The Global Supply Chain Council recently published an article on managing supplier risks in a downturn that had a good checklist for global companies looking to improve their supply chain risk management. It’s definitely worth an expanded review.

As the author clearly points out, focusing on the processes that drive risk rather than reacting to specific events will allow supply managers to be more proactive. Risk mitigation should be incorporated into the sourcing strategy and qualification along with the traditional Price, Quality, Delivery, and Design Selection Criteria. Regular monitoring, and frequently a second source strategy, is necessary — but this should take a more insightful form than traditional third-party plant audits and quality checks. While quality checks are important, they are not a means to manage risk — they occur too late (in the process).
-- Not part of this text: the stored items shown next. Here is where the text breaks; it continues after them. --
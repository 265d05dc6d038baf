//! Dispatch observer trait for outcome recording.
//!
//! The dispatcher is write-only toward this surface: it reports outcomes and
//! search timings but never reads anything back, so observers can never
//! influence a dispatch decision.

use erd_core::{IncidentId, UnitId};

use crate::incident::Incident;
use crate::scheduler::Strategy;

/// A successful assignment, as reported to the observer.
#[derive(Copy, Clone, Debug)]
pub struct DispatchEvent {
    pub incident_id: IncidentId,
    pub severity: u8,
    pub unit_id: UnitId,
    /// Route travel time, minutes.
    pub response_min: f64,
    /// Route length, kilometres.
    pub path_km: f64,
    pub strategy: Strategy,
}

/// Callbacks invoked by [`Dispatcher`](crate::Dispatcher) at decision points.
///
/// All methods have default no-op implementations so implementors only need
/// to override what they care about.
pub trait DispatchObserver {
    /// A unit was assigned to an incident.
    fn on_dispatch(&mut self, _event: &DispatchEvent) {}

    /// No available, capable unit could reach the incident; it stays queued.
    fn on_failed_dispatch(&mut self, _incident: &Incident) {}

    /// One candidate shortest-path search completed (reachable candidates
    /// only), with its wall-clock duration.
    fn on_search(&mut self, _strategy: Strategy, _nanos: u64) {}
}

/// A [`DispatchObserver`] that does nothing.
pub struct NoopObserver;

impl DispatchObserver for NoopObserver {}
Select the Right Suppliers

  • Do Your Due Diligence
    Be sure the supplier is financially sound and operationally equipped to meet your needs.
  • Validate The Data You’re Basing Your Decision On
    Don’t rely on third party data sources if the supplier is going to be providing a critical part of service — validate the data on your own.
  • Understand Their Customer Portfolio
    Who else do they serve? How likely are they to understand your needs? How important will you be? If you would compose a significant percentage of their business, that could specify financial trouble. If your business would be a rounding error, it would be unrealistic to expect great customer service and first fulfillment if supply is limited.
  • Understand Their Supplier Management Process
    It’s not enough that they comply with your supplier management processes … if they don’t have any of their own, you have no way of knowing whether or not their suppliers are cost efficient, reliable, and socially responsible.
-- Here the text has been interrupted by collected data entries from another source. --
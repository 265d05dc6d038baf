//! Geographic coordinate type and spatial utilities.
//!
//! `GeoPoint` uses `f64` latitude/longitude in degrees.  Coordinates feed the
//! A* heuristic, whose output is compared against exact route costs, so the
//! double precision is kept end to end.

/// A WGS-84 geographic coordinate in degrees.
#[derive(Copy, Clone, Debug, PartialEq)]
pub struct GeoPoint {
    pub lat: f64,
    pub lon: f64,
}

impl GeoPoint {
    #[inline]
    pub fn new(lat: f64, lon: f64) -> Self {
        Self { lat, lon }
    }

    /// Haversine great-circle distance in kilometres (mean Earth radius
    /// 6371 km).
    pub fn distance_km(self, other: GeoPoint) -> f64 {
        const R_KM: f64 = 6_371.0;

        let d_lat = (other.lat - self.lat).to_radians();
        let d_lon = (other.lon - self.lon).to_radians();

        let lat1 = self.lat.to_radians();
        let lat2 = other.lat.to_radians();

        let a = (d_lat * 0.5).sin().powi(2)
            + lat1.cos() * lat2.cos() * (d_lon * 0.5).sin().powi(2);

        let c = 2.0 * a.sqrt().atan2((1.0 - a).sqrt());
        R_KM * c
    }
}

impl std::fmt::Display for GeoPoint {
    fn fmt(&self, f: &mut std::fmt::Formatter<'_>) -> std::fmt::Result {
        write!(f, "({:.6}, {:.6})", self.lat, self.lon)
    }
}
Improve Supplier Monitoring and Measurements

  • Utilize a Robust Risk-Based Monitoring Framework
    Make sure the framework, or scorecard, addresses regular reporting, financial and operational data collection, relevant information, and on-site reviews.
  • Analyze Risk Data Regularly
    A well designed monitoring framework / scorecard is one of your best early warning systems for a potential problem.
  • Focus on Suppliers Near the Limits
    Don’t just focus on suppliers outside the bounds of your risk tolerances … focus on those near the limits as well. This could represent an emerging problem or a malicious attempt to manipulate the system (with slightly skewed false data) to hide a serious problem.

Develop Supplier Development and Contingency Plans

  • Identify Suppliers Who Need Development
    Your efforts should be focused on critical suppliers who most need it.
  • Perform On-Site Reviews
    Self reporting is not sufficient. Do your suppliers understand the framework and metrics? Are they being completely honest with themselves, and with you? Do they even understand how well they could, and should, be doing?
  • Develop Performance Initiatives
    Tailor them to the specific needs of the supplier, as determined by your on-site reviews.
  • Provide the Appropriate Support
    They will need to be helped and guided through the process.
  • Identify Alternative Supply Sources
    Just in case.

Develop a Supplier Exit Strategy

  • Assemble a Cross-Functional Team
    This team will help you identify what the requirements are for a successful supplier.
  • Analyze Supply Alternatives
    Do a market assessment and identify likely candidates.
  • Determine the Appropriate Course of Action
    Stick with the supplier? Or move on?
  • Execute!
    Move on? Use your intelligence to put together the right RFX and begin the supplier selection process anew.